Taksim Dayanışması, İHD ve TTB Avrupa Konseyi’yle polis şiddetini masaya yatırdı, Gezi olayları sırasında yaşamını yitirenlerin aileler AİHM’e başvuru yaptı

Doğu Eroğlu (11 Ekim 2013 BirGün Gazetesi)

Gezi direnişi sırasında polisin attığı gaz bombasıyla öldürülen Abdullah Cömert, polis kurşunuyla yaşamını yitiren Ethem Sarısülük ve sivil polislerce darp edildikten sonra hayatını kaybeden Ali İsmail Korkmaz’ın aileleri ve avukatları, Avrupa İnsan Hakları Mahkemesi’ne (AİHM) başvurularını yaptılar. 

Polisin fail olduğu olaylarda Türkiye’de geleneksel olarak etkin soruşturma yürütülemediği gerekçesiyle, iç hukuk süreci devam ederken AİHM’e giden aileler, devletin fail polis memurlarını koruduğunu belirttiler. Ailelerle birlikte Strazburg’da bulunan Taksim Dayanışması, Türk Tabipleri Birliği, İnsan Hakları Derneği ve Çağdaş Hukukçular Derneği temsilcileri de, Avrupa Parlamentosu’nda gerçekleştirdikleri görüşmelerin ardından bir basın açıklaması yaptılar. Açıklamada, polis şiddetinin soruşturulduğu iç hukuk yollarının, iktidar ve emniyet birimlerince tıkandığının altı çizildi. Ethem Sarısülük ve Ali İsmail Korkmaz davaları haricinde, Gezi olayları sırasında şiddete başvuran hiçbir polisin ifade vermediği vurgulandı. İç hukuktan beklentilerinin oldukça az olduğunu ifade eden aileler ve avukatlar, Fransa’nın Strazburg kentinde bulunan Avrupa Konseyi binası önünde yapılan basın açıklamasının ardından başvuru belgelerini AİHM’e teslim ettiler.

Konsey’e polis sunumu

Sarısülük Ailesi’nin avukatı Kazım Bayraktar, TTB’den Prof. Dr. Feride Aksu Tanık, Taksim Dayanışması sözcüsü Mücella Yapıcı ve İHD’den Cengiz MEndillioğlu ile Mustafa Sarısülük’ten oluşan heyet, Avrupa Konseyi yetkilileriyle görüşmeler yaptılar. Avrupa Konseyi İnsan Hakları Komiseri Nils Muiznieks ve Parlamenterler Asamblesi Hukuk ve İnsan Hakları Komisyonu Başkanı Christopher Chope ile görüşen heyet, Gezi olayları boyunca polis şiddetinin sebep olduğu bilançoyu, infazlarla ilgili soruşturma ve yargılamalardaki usulsüzlükleri ve AİHM’e başvuru sebeplerini anlattılar.
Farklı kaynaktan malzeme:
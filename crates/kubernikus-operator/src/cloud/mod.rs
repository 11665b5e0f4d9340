//! Façade over the OpenStack APIs. The reconcilers only ever see the
//! [`CloudProvider`] trait, so they can be tested against recording fakes.

pub mod openstack;

use std::net::Ipv4Addr;

use async_trait::async_trait;
use ipnet::Ipv4Net;
use snafu::Snafu;

use crate::kluster::Kluster;

pub type Result<T, E = Error> = std::result::Result<T, E>;

#[derive(Debug, Snafu)]
pub enum Error {
    #[snafu(display("http request against the cloud API failed"))]
    Http { source: reqwest::Error },

    #[snafu(display("cloud API returned {status}: {message}"))]
    Api { status: u16, message: String },

    #[snafu(display("authentication against keystone failed: {message}"))]
    Auth { message: String },

    #[snafu(display("no {endpoint} endpoint in the service catalog"))]
    MissingEndpoint { endpoint: String },

    #[snafu(display("cloud returned a malformed {what}"))]
    MalformedResponse { what: String },
}

/// Lifecycle of a compute instance, collapsed to what the pool manager
/// cares about.
#[derive(Clone, Copy, Debug, PartialEq, Eq)]
pub enum NodeState {
    Starting,
    Running,
    Stopping,
}

#[derive(Clone, Debug)]
pub struct CloudNode {
    pub id: String,
    pub name: String,
    pub state: NodeState,
}

/// A static route on an OpenStack router.
#[derive(Clone, Debug, PartialEq, Eq)]
pub struct RouterRoute {
    pub destination: Ipv4Net,
    pub nexthop: Ipv4Addr,
}

#[async_trait]
pub trait CloudProvider: Send + Sync {
    /// Lists the instances belonging to one node pool of one kluster.
    async fn get_nodes(&self, kluster: &Kluster, pool: &str) -> Result<Vec<CloudNode>>;

    /// Boots one instance and returns its id. Nothing is recorded anywhere
    /// unless this succeeds.
    async fn create_node(&self, kluster: &Kluster, pool: &str, userdata: &[u8]) -> Result<String>;

    async fn delete_node(&self, kluster: &Kluster, id: &str) -> Result<()>;

    /// Deletes the pool-level server group once all members are gone.
    async fn delete_pool(&self, kluster: &Kluster, pool: &str) -> Result<()>;

    /// Removes the service user created for a kluster.
    async fn delete_user(&self, name: &str, domain: &str) -> Result<()>;

    /// All addresses attached to any of the kluster's instances. Used to
    /// decide which router routes still have a live next-hop.
    async fn list_instance_ips(&self, kluster: &Kluster) -> Result<Vec<Ipv4Addr>>;

    async fn get_router_routes(&self, router_id: &str) -> Result<Vec<RouterRoute>>;

    async fn set_router_routes(&self, router_id: &str, routes: &[RouterRoute]) -> Result<()>;
}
Heyet, geçtiğimiz hafta Uluslararası Af Örgütü’nün de yaptığı çağrıyı yineledi ve Avrupa Konseyi’nden, Türkiye’de kimyasal kitle kontrol ajanlarının kullanımının yasaklanması yönünde adım atmasını istedi. Heyetin görüştüğü Avrupa Konseyi İnsan Hakları Komiseri Muiznieks Türkiye’de Temmuz ayında yaptığı incelemelerin ardından BirGün’e konuşmuş, “Aşırı güç kullanımı doğrudan polislerin eğitim standartlarıyla ve amirlerinden aldıkları emirle ilgilidir. Polisler, valilerin, bakanların ve başbakanın yaptığı konuşmalardan çok etkilenirler. Başbakan Erdoğan’ın ve diğer iktidar mensuplarının yaptığı konuşmalar, polislere görevlerini nasıl yapacaklarına ilişkin ipuçları verdi ve topluma şiddet uygulama noktasında cesaretlendirdi” değerlendirmesini yapmıştı.